• **Provided data**
· · ·
// Draft session: starting the draft and making the user's picks.

use chrono::{DateTime, Utc};
use tracing::debug;

use super::class::ensure_draft_class;
use crate::news::push_news;
use crate::save::{NewsItem, SaveData};

/// Picks the user makes before the draft closes.
pub const DRAFT_ROUNDS: u32 = 7;

/// Open the draft at pick 1, generating the class first if needed.
///
/// Calling this mid-draft restarts the pick count; prospects already taken
/// stay off the board.
pub fn start_draft(save: SaveData) -> SaveData {
    let mut save = ensure_draft_class(save);
    save.draft.started = true;
    save.draft.completed = false;
    save.draft.current_pick = 1;
    debug!("Draft started with {} prospects on the board", save.draft.board.len());
    save
}

/// Select `prospect_id` with the current pick.
pub fn make_pick(save: SaveData, prospect_id: &str) -> SaveData {
    make_pick_at(save, prospect_id, Utc::now())
}

/// [`make_pick`] with the news item stamped at `now`.
///
/// A no-op unless the user has a team, the draft is open, and the prospect is
/// still available.
pub fn make_pick_at(mut save: SaveData, prospect_id: &str, now: DateTime<Utc>) -> SaveData {
    if save.user_team_id.is_none() || !save.draft.started || save.draft.completed {
        debug!("Pick of {prospect_id} rejected: draft not open for the user");
        return save;
    }

    let Some(index) = save.draft.prospects.iter().position(|p| p.id == prospect_id) else {
        debug!("Pick of {prospect_id} rejected: not on the board");
        return save;
    };

    let pick_number = save.draft.current_pick;
    let prospect = save.draft.prospects.remove(index);
    save.draft.board.retain(|id| id != prospect_id);

    push_news(
        &mut save,
        NewsItem::stamped(
            "draft_pick",
            format!("Draft Pick {pick_number}: {}", prospect.name),
            format!(
                "You selected {} {} ({} OVR).",
                prospect.position, prospect.name, prospect.ovr
            ),
            now,
        ),
    );

    let completed = pick_number >= DRAFT_ROUNDS;
    save.draft.current_pick = pick_number.saturating_add(1);
    save.draft.completed = completed;
    save.draft.started = !completed;

    debug!("Pick {pick_number}: {} ({})", prospect.name, prospect.id);
    save
}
· · ·
• **Task brief**
Repeat only what lies between the first line of the data and the line containing "off the board.", both of those lines included, exactly as it stands.

• **Reply**
// Draft session: starting the draft and making the user's picks.

use chrono::{DateTime, Utc};
use tracing::debug;

use super::class::ensure_draft_class;
use crate::news::push_news;
use crate::save::{NewsItem, SaveData};

/// Picks the user makes before the draft closes.
pub const DRAFT_ROUNDS: u32 = 7;

/// Open the draft at pick 1, generating the class first if needed.
///
/// Calling this mid-draft restarts the pick count; prospects already taken
/// stay off the board.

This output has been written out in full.